Sight and Sound #36:06
230 x 295 mm, 144 pages
London, UK
Published since 1932
Editor-in-chief: Mike Williams
Art director: Leo Field
The international film magazine from the British Film Institute, featuring reviews, interviews with filmmakers, profiles of film stars past and present, mega movie listicles and industry-focused news. It’s the solid movie magazine at the centre of the industry, around which the likes of Little White Lies and others can spin a more tangential approach to the subject.
This is the ‘Summer Double Issue’, delving into the evolution of sci-fi in the 21st century.
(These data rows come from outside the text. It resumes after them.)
//! Registry for managing metadata source adapters.

use std::sync::Arc;

use super::{
    books_com_tw::BooksComTwSource, google_books::GoogleBooksSource, momo::MomoSource,
    sanmin::SanminSource, Source,
};
use crate::utils::FetchClient;

bitflags::bitflags! {
    /// Capabilities that a source can support
    #[derive(Debug, Clone, Copy, PartialEq, Eq)]
    pub struct SourceCapabilities: u32 {
        const ISBN_LOOKUP = 1 << 0;
        const KEYWORD_SEARCH = 1 << 1;
        /// ISBN lookups follow the first result to its detail page
        const DETAIL_PAGE = 1 << 2;
        /// A warm-up request establishes a cookie session first
        const WARM_UP = 1 << 3;
    }
}

/// Which registered sources a caller wants to use.
///
/// `disabled` always wins over `enabled`; `enabled == None` means "all".
#[derive(Debug, Clone, Default, PartialEq, Eq)]
pub struct SourceSelection {
    pub enabled: Option<Vec<String>>,
    pub disabled: Vec<String>,
}

impl SourceSelection {
    /// Build a selection from comma-separated id lists
    pub fn from_lists(enabled: Option<&str>, disabled: Option<&str>) -> Self {
        Self {
            enabled: enabled.map(split_ids).filter(|ids| !ids.is_empty()),
            disabled: disabled.map(split_ids).unwrap_or_default(),
        }
    }

    /// Read `BIBLIO_RESOLVER_ENABLED_SOURCES` / `BIBLIO_RESOLVER_DISABLED_SOURCES`
    pub fn from_env() -> Self {
        let enabled = std::env::var("BIBLIO_RESOLVER_ENABLED_SOURCES").ok();
        let disabled = std::env::var("BIBLIO_RESOLVER_DISABLED_SOURCES").ok();
        Self::from_lists(enabled.as_deref(), disabled.as_deref())
    }

    /// Combine with another selection; the other's lists take precedence when set
    pub fn overlay(mut self, other: SourceSelection) -> Self {
        if other.enabled.is_some() {
            self.enabled = other.enabled;
        }
        self.disabled.extend(other.disabled);
        self
    }

    pub fn allows(&self, id: &str) -> bool {
        if self.disabled.iter().any(|d| d == id) {
            return false;
        }
        match &self.enabled {
            Some(enabled) => enabled.iter().any(|e| e == id),
            None => true,
        }
    }
}

fn split_ids(list: &str) -> Vec<String> {
    list.split(',')
        .map(|s| s.trim().to_lowercase())
        .filter(|s| !s.is_empty())
        .collect()
}

/// Ordered registry of source adapters.
///
/// Registration order is ISBN priority order: the fallback chain consults
/// sources front to back.
#[derive(Debug, Clone, Default)]
pub struct SourceRegistry {
    sources: Vec<Arc<dyn Source>>,
}

impl SourceRegistry {
    /// Create a registry with every built-in source, in priority order
    pub fn new(client: FetchClient) -> Self {
        let mut registry = Self::empty();

        registry.register(Arc::new(MomoSource::new(client.clone())));
        registry.register(Arc::new(SanminSource::new(client.clone())));
        registry.register(Arc::new(BooksComTwSource::new(client.clone())));
        registry.register(Arc::new(GoogleBooksSource::new(client)));

        registry
    }

    pub fn empty() -> Self {
        Self {
            sources: Vec::new(),
        }
    }

    /// Register a source at the lowest priority.
    ///
    /// A source whose id is already registered replaces the old one in place.
    pub fn register(&mut self, source: Arc<dyn Source>) {
        match self.sources.iter().position(|s| s.id() == source.id()) {
            Some(index) => self.sources[index] = source,
            None => self.sources.push(source),
        }
    }

    /// Get a source by ID
    pub fn get(&self, id: &str) -> Option<&Arc<dyn Source>> {
        self.sources.iter().find(|s| s.id() == id)
    }

    /// Get all registered sources, in priority order
    pub fn all(&self) -> impl Iterator<Item = &Arc<dyn Source>> {
        self.sources.iter()
    }

    /// Get all source IDs, in priority order
    pub fn ids(&self) -> impl Iterator<Item = &str> {
        self.sources.iter().map(|s| s.id())
    }

    /// Get sources that support a specific capability
    pub fn with_capability(&self, capability: SourceCapabilities) -> Vec<Arc<dyn Source>> {
        self.all()
            .filter(|s| s.capabilities().contains(capability))
            .cloned()
            .collect()
    }

    /// The ISBN fallback chain, highest priority first
    pub fn isbn_chain(&self) -> Vec<Arc<dyn Source>> {
        self.with_capability(SourceCapabilities::ISBN_LOOKUP)
    }

    /// Sources taking part in the keyword fan-out
    pub fn keyword_sources(&self) -> Vec<Arc<dyn Source>> {
        self.with_capability(SourceCapabilities::KEYWORD_SEARCH)
    }

    /// Keep only the sources the selection allows
    pub fn apply_selection(&mut self, selection: &SourceSelection) {
        self.sources.retain(|s| selection.allows(s.id()));
    }

    /// Check if a source exists
    pub fn has(&self, id: &str) -> bool {
        self.get(id).is_some()
    }

    /// Get the number of registered sources
    pub fn len(&self) -> usize {
        self.sources.len()
    }

    /// Check if the registry is empty
    pub fn is_empty(&self) -> bool {
        self.sources.is_empty()
    }
}

#[cfg(test)]
mod tests {
    use super::*;
    use crate::sources::MockSource;
    use crate::utils::FetchSettings;

    fn registry() -> SourceRegistry {
        SourceRegistry::new(FetchClient::new(FetchSettings::deterministic()).unwrap())
    }

    #[test]
    fn test_registry_priority_order() {
        let registry = registry();

        assert_eq!(registry.len(), 4);
        assert_eq!(
            registry.ids().collect::<Vec<_>>(),
            vec!["momo", "sanmin", "books_com_tw", "google_books"]
        );
        let chain: Vec<String> = registry
            .isbn_chain()
            .iter()
            .map(|s| s.id().to_string())
            .collect();
        assert_eq!(chain, vec!["momo", "sanmin", "books_com_tw", "google_books"]);
        assert_eq!(registry.keyword_sources().len(), 4);
    }

    #[test]
    fn test_get_source() {
        let registry = registry();

        let sanmin = registry.get("sanmin");
        assert!(sanmin.is_some());
        assert_eq!(sanmin.unwrap().id(), "sanmin");
        assert!(registry.get("nonexistent").is_none());
    }

    #[test]
    fn test_register_replaces_in_place() {
        let mut registry = SourceRegistry::empty();
        registry.register(Arc::new(MockSource::new("a")));
        registry.register(Arc::new(MockSource::new("b")));
        registry.register(Arc::new(MockSource::new("a").keyword_only()));

        assert_eq!(registry.ids().collect::<Vec<_>>(), vec!["a", "b"]);
        assert_eq!(registry.isbn_chain().len(), 1);
    }

    #[test]
    fn test_capabilities() {
        let registry = registry();

        let books = registry.get("books_com_tw").unwrap();
        assert!(books.capabilities().contains(SourceCapabilities::WARM_UP));

        let momo = registry.get("momo").unwrap();
        assert!(momo.capabilities().contains(SourceCapabilities::DETAIL_PAGE));
        assert!(momo.supports_isbn());
        assert!(momo.supports_keyword());
    }

    #[test]
    fn test_selection_disabled_wins() {
        let selection = SourceSelection::from_lists(Some("momo, Sanmin"), Some("sanmin"));
        assert!(selection.allows("momo"));
        assert!(!selection.allows("sanmin"));
        assert!(!selection.allows("google_books"));

        let mut registry = registry();
        registry.apply_selection(&selection);
        assert_eq!(registry.ids().collect::<Vec<_>>(), vec!["momo"]);
    }

    #[test]
    fn test_selection_defaults_to_all() {
        let selection = SourceSelection::from_lists(Some(" , "), None);
        assert!(selection.enabled.is_none());
        assert!(selection.allows("google_books"));
    }

    #[test]
    fn test_selection_overlay() {
        let file = SourceSelection::from_lists(Some("momo,sanmin"), Some("momo"));
        let env = SourceSelection::from_lists(Some("google_books"), Some("sanmin"));
        let merged = file.overlay(env);

        assert_eq!(merged.enabled, Some(vec!["google_books".to_string()]));
        assert!(!merged.allows("momo"));
        assert!(merged.allows("google_books"));
    }
}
Peter Bradshaw opens the issue with a look at Sara Dosa’s ‘Time and Water’, a prescient tribute to Iceland’s thawing glaciers. Elsewhere, Brad Bird, the director behind nostalgic favourites ‘The Incredibles’ and ‘Ratatouille’, teases his latest project ‘Ray Gunn’—a neo-noir, futuristic animation inspired by private detective thrillers and made for adults; critics and authors of speculative fiction introduce 26 pioneering entries to the genre, presenting a film from every year since the millennium—from the release of ‘Donnie Darko’ in 2001, to this year’s ‘Synthetic Sincerity’; plus, discover an extensive low-down on Cannes 2026, including a spotlight on the festival’s controversies and Sight and Sound’s ones to watch.